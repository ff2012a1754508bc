//! Variable schema types.

use serde::{Deserialize, Serialize};
use std::fmt;

/// Declared semantic type of a template variable.
///
/// Unknown type tokens are kept verbatim in [`VarType::Other`] so the schema
/// round-trips what the author wrote; they coerce like [`VarType::String`].
#[derive(Debug, Clone, PartialEq, Eq, Default, Serialize, Deserialize)]
#[serde(from = "String", into = "String")]
pub enum VarType {
    #[default]
    String,
    Integer,
    Number,
    Boolean,
    Datetime,
    Array,
    /// Enumerated choice over the variable's `options`.
    Select,
    Other(String),
}

impl VarType {
    /// Parse a type token as written in a declaration.
    #[must_use]
    pub fn from_token(token: &str) -> Self {
        match token {
            "string" => VarType::String,
            "integer" => VarType::Integer,
            "number" => VarType::Number,
            "boolean" => VarType::Boolean,
            "datetime" => VarType::Datetime,
            "array" => VarType::Array,
            "select" => VarType::Select,
            other => VarType::Other(other.to_string()),
        }
    }

    #[must_use]
    pub fn as_str(&self) -> &str {
        match self {
            VarType::String => "string",
            VarType::Integer => "integer",
            VarType::Number => "number",
            VarType::Boolean => "boolean",
            VarType::Datetime => "datetime",
            VarType::Array => "array",
            VarType::Select => "select",
            VarType::Other(s) => s,
        }
    }
}

impl From<String> for VarType {
    fn from(s: String) -> Self {
        VarType::from_token(&s)
    }
}

impl From<VarType> for String {
    fn from(t: VarType) -> Self {
        t.as_str().to_string()
    }
}

impl fmt::Display for VarType {
    fn fmt(&self, f: &mut fmt::Formatter<'_>) -> fmt::Result {
        f.write_str(self.as_str())
    }
}

/// A numeric bound (`min`/`max`) as written in the declaration.
///
/// Bounds are advisory: coercion never enforces them.
#[derive(Debug, Clone, Copy, PartialEq, Serialize, Deserialize)]
#[serde(untagged)]
pub enum Bound {
    Integer(i64),
    Float(f64),
}

impl Bound {
    /// Parse a bound literal: all-digit literals are integers, anything
    /// else is tried as a float.
    #[must_use]
    pub fn parse(literal: &str) -> Option<Self> {
        if !literal.is_empty() && literal.bytes().all(|b| b.is_ascii_digit()) {
            // Digit strings too large for i64 still make sense as floats.
            if let Ok(n) = literal.parse::<i64>() {
                return Some(Bound::Integer(n));
            }
        }
        literal.parse::<f64>().ok().map(Bound::Float)
    }
}

impl fmt::Display for Bound {
    fn fmt(&self, f: &mut fmt::Formatter<'_>) -> fmt::Result {
        match self {
            Bound::Integer(n) => write!(f, "{n}"),
            Bound::Float(x) => write!(f, "{x}"),
        }
    }
}

/// Schema for a single declared variable.
///
/// All fields are always present; absent metadata is `None` (serialized as
/// `null`) rather than omitted.
#[derive(Debug, Clone, PartialEq, Serialize, Deserialize)]
pub struct VariableSchema {
    pub name: String,

    #[serde(rename = "type")]
    pub var_type: VarType,

    /// Display label. Falls back to `name` when the declaration has none.
    pub label: String,

    pub required: bool,

    /// Choices for enumerated variables, in declaration order.
    pub options: Vec<String>,

    pub min: Option<Bound>,

    pub max: Option<Bound>,

    /// Raw default, applied verbatim when no input is supplied.
    pub default: Option<String>,

    pub placeholder: Option<String>,

    pub description: Option<String>,
}

impl VariableSchema {
    /// A schema entry with every field at its default.
    #[must_use]
    pub fn new(name: impl Into<String>) -> Self {
        let name = name.into();
        Self {
            label: name.clone(),
            name,
            var_type: VarType::default(),
            required: false,
            options: Vec::new(),
            min: None,
            max: None,
            default: None,
            placeholder: None,
            description: None,
        }
    }

    /// The default value, if present and non-empty.
    #[must_use]
    pub fn effective_default(&self) -> Option<&str> {
        self.default.as_deref().filter(|d| !d.is_empty())
    }
}
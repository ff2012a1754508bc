use serde_json::Value;
use thiserror::Error;
use tracing::debug;

use crate::schema::{VarType, VariableSchema};

use super::datetime::parse_iso_datetime;
use super::types::{CoercedInputs, CoercionMode, DateTimeValue, RawInputs, TypedValue};

/// Raw input that could not be converted to its declared type.
///
/// Only surfaced in [`CoercionMode::Strict`]; lenient coercion replaces the
/// value with [`CoerceError::sentinel`].
#[derive(Debug, Clone, PartialEq, Error)]
pub enum CoerceError {
    #[error("invalid integer for '{name}': {value}")]
    InvalidInteger { name: String, value: String },

    #[error("invalid number for '{name}': {value}")]
    InvalidNumber { name: String, value: String },

    #[error("invalid datetime for '{name}': {value}")]
    InvalidDatetime { name: String, value: String },
}

impl CoerceError {
    /// The fallback value lenient coercion uses in place of the bad input.
    #[must_use]
    pub fn sentinel(&self) -> TypedValue {
        match self {
            CoerceError::InvalidInteger { .. } => TypedValue::Integer(0),
            CoerceError::InvalidNumber { .. } => TypedValue::Number(0.0),
            CoerceError::InvalidDatetime { .. } => TypedValue::DateTime(DateTimeValue::now()),
        }
    }
}

/// Coerce raw inputs against a schema, never failing.
///
/// For each declared variable, in schema order:
/// - a supplied value is converted to the declared type, with unparseable
///   integers, numbers and datetimes replaced by `0`, `0.0` and the current
///   time;
/// - a missing value takes the declared default verbatim (as a string) when
///   that default is non-empty, and is otherwise left out.
///
/// Later declarations of the same name overwrite earlier ones.
#[must_use]
pub fn coerce_inputs(schema: &[VariableSchema], raw: &RawInputs) -> CoercedInputs {
    let mut out = CoercedInputs::new();

    for var in schema {
        let typed = match raw.get(&var.name) {
            Some(value) => Some(coerce_value(var, value).unwrap_or_else(|e| {
                debug!(variable = %var.name, error = %e, "falling back to sentinel");
                e.sentinel()
            })),
            None => default_value(var),
        };
        if let Some(typed) = typed {
            out.insert(var.name.clone(), typed);
        }
    }

    out
}

/// Coerce raw inputs, rejecting malformed integer, number and datetime input.
///
/// # Errors
///
/// Returns the first [`CoerceError`] met, in schema order.
pub fn coerce_inputs_strict(
    schema: &[VariableSchema],
    raw: &RawInputs,
) -> Result<CoercedInputs, CoerceError> {
    let mut out = CoercedInputs::new();

    for var in schema {
        let typed = match raw.get(&var.name) {
            Some(value) => Some(coerce_value(var, value)?),
            None => default_value(var),
        };
        if let Some(typed) = typed {
            out.insert(var.name.clone(), typed);
        }
    }

    Ok(out)
}

/// Coerce raw inputs using the given mode.
///
/// # Errors
///
/// Only [`CoercionMode::Strict`] can fail; see [`coerce_inputs_strict`].
pub fn coerce_inputs_with_mode(
    schema: &[VariableSchema],
    raw: &RawInputs,
    mode: CoercionMode,
) -> Result<CoercedInputs, CoerceError> {
    match mode {
        CoercionMode::Lenient => Ok(coerce_inputs(schema, raw)),
        CoercionMode::Strict => coerce_inputs_strict(schema, raw),
    }
}

fn default_value(var: &VariableSchema) -> Option<TypedValue> {
    var.effective_default().map(TypedValue::from)
}

/// Convert one supplied value to the variable's declared type.
///
/// # Errors
///
/// Returns a [`CoerceError`] when an `integer`, `number` or `datetime`
/// value cannot be parsed. Other types always succeed.
pub fn coerce_value(var: &VariableSchema, value: &Value) -> Result<TypedValue, CoerceError> {
    match var.var_type {
        VarType::Integer => parse_integer(value).map(TypedValue::Integer).ok_or_else(|| {
            CoerceError::InvalidInteger { name: var.name.clone(), value: value_to_string(value) }
        }),
        VarType::Number => parse_number(value).map(TypedValue::Number).ok_or_else(|| {
            CoerceError::InvalidNumber { name: var.name.clone(), value: value_to_string(value) }
        }),
        VarType::Datetime => value
            .as_str()
            .and_then(parse_iso_datetime)
            .map(TypedValue::DateTime)
            .ok_or_else(|| CoerceError::InvalidDatetime {
                name: var.name.clone(),
                value: value_to_string(value),
            }),
        VarType::Boolean => Ok(TypedValue::Boolean(is_truthy(value))),
        VarType::Array => Ok(TypedValue::Array(to_array(value))),
        VarType::String | VarType::Select | VarType::Other(_) => {
            Ok(TypedValue::String(value_to_string(value)))
        }
    }
}

fn parse_integer(value: &Value) -> Option<i64> {
    match value {
        Value::String(s) => s.trim().parse::<i64>().ok(),
        Value::Number(n) => n.as_i64().or_else(|| n.as_f64().and_then(truncate_float)),
        Value::Bool(b) => Some(i64::from(*b)),
        _ => None,
    }
}

/// Truncate toward zero, rejecting values outside the `i64` range.
#[allow(clippy::cast_possible_truncation)]
fn truncate_float(f: f64) -> Option<i64> {
    let t = f.trunc();
    // i64::MAX is not representable as f64; the range is exclusive at 2^63.
    let limit = 2f64.powi(63);
    (-limit..limit).contains(&t).then_some(t as i64)
}

fn parse_number(value: &Value) -> Option<f64> {
    match value {
        Value::String(s) => s.trim().parse::<f64>().ok(),
        Value::Number(n) => n.as_f64(),
        Value::Bool(b) => Some(f64::from(u8::from(*b))),
        _ => None,
    }
}

/// Only `true`, `"true"`, `"True"`, `1` and `"1"` are truthy.
fn is_truthy(value: &Value) -> bool {
    match value {
        Value::Bool(b) => *b,
        Value::String(s) => matches!(s.as_str(), "true" | "True" | "1"),
        Value::Number(n) => n.as_f64() == Some(1.0),
        _ => false,
    }
}

/// Arrays pass through. Multi-line strings split on newlines (blank lines
/// dropped); other strings split on commas (empty items kept).
fn to_array(value: &Value) -> Vec<Value> {
    match value {
        Value::Array(items) => items.clone(),
        Value::String(s) if s.contains('\n') => s
            .split('\n')
            .map(str::trim)
            .filter(|item| !item.is_empty())
            .map(|item| Value::String(item.to_string()))
            .collect(),
        Value::String(s) => s
            .split(',')
            .map(|item| Value::String(item.trim().to_string()))
            .collect(),
        other => vec![Value::String(value_to_string(other))],
    }
}

/// String conversion used for `string`-like types and array wrapping.
///
/// Strings are taken as-is. Booleans and `null` print as `True`, `False`
/// and `None`, which is what form backends historically stored for them.
/// Composite values are rendered as compact JSON.
#[must_use]
pub fn value_to_string(value: &Value) -> String {
    match value {
        Value::String(s) => s.clone(),
        Value::Null => "None".to_string(),
        Value::Bool(true) => "True".to_string(),
        Value::Bool(false) => "False".to_string(),
        Value::Number(n) => n.to_string(),
        Value::Array(_) | Value::Object(_) => value.to_string(),
    }
}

# # # # #

**Assigned task:** Wherever the string "like" appears in the listing above, show the whole line.

**Result of the task:**
/// round-trips what the author wrote; they coerce like [`VarType::String`].
/// String conversion used for `string`-like types and array wrapping.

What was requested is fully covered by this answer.